(Saved data entries)

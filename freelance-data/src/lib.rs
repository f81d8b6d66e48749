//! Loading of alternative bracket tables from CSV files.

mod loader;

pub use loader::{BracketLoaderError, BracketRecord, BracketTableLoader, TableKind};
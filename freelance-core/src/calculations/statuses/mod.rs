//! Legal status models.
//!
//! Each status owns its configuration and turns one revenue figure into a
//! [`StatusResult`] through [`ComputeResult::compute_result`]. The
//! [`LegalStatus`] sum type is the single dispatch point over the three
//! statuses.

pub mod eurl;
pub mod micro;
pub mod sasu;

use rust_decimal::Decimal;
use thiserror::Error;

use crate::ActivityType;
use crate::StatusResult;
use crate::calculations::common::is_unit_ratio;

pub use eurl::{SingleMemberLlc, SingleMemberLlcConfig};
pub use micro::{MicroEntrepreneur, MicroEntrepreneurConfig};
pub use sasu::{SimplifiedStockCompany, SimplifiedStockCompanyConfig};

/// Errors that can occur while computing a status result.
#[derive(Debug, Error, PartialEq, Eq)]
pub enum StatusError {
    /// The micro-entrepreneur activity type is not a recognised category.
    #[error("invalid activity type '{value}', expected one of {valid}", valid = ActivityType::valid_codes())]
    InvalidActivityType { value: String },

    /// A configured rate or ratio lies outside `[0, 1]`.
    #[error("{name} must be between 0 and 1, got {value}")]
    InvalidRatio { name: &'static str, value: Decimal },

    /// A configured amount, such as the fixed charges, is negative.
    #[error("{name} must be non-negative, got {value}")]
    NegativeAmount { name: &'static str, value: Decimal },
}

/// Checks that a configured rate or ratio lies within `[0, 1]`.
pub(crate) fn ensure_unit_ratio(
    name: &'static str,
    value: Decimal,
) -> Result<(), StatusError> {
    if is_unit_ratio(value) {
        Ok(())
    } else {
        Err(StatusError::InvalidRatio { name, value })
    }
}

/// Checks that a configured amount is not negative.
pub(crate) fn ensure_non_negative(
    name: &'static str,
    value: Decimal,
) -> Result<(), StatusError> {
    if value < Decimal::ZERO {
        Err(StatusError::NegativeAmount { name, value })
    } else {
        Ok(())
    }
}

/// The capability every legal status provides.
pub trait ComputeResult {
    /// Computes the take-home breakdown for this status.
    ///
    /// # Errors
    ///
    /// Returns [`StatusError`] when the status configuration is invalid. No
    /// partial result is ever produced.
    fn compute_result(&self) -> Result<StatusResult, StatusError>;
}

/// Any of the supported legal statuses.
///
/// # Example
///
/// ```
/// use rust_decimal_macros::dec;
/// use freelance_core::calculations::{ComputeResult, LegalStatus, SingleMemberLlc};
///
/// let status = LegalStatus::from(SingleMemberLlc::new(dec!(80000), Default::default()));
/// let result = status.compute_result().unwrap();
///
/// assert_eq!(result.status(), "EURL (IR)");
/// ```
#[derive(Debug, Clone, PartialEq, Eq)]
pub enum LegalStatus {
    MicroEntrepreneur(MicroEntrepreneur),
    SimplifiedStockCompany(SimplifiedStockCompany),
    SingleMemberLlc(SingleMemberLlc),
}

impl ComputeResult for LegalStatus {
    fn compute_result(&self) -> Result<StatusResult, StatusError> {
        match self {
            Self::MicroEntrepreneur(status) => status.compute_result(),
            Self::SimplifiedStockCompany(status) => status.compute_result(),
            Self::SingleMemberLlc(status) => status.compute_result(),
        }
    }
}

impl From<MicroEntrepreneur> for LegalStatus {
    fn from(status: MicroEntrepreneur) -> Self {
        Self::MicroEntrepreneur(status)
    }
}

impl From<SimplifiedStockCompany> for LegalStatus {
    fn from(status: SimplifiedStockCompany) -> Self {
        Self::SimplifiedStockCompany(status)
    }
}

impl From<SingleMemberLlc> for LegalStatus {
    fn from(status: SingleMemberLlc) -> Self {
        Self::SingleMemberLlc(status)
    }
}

**WHAT YOU WILL DO:** Your task is to gather all lines from the entries above that hold the word "Debug".

**EXPECTED OUTPUT:**
#[derive(Debug, Error, PartialEq, Eq)]
#[derive(Debug, Clone, PartialEq, Eq)]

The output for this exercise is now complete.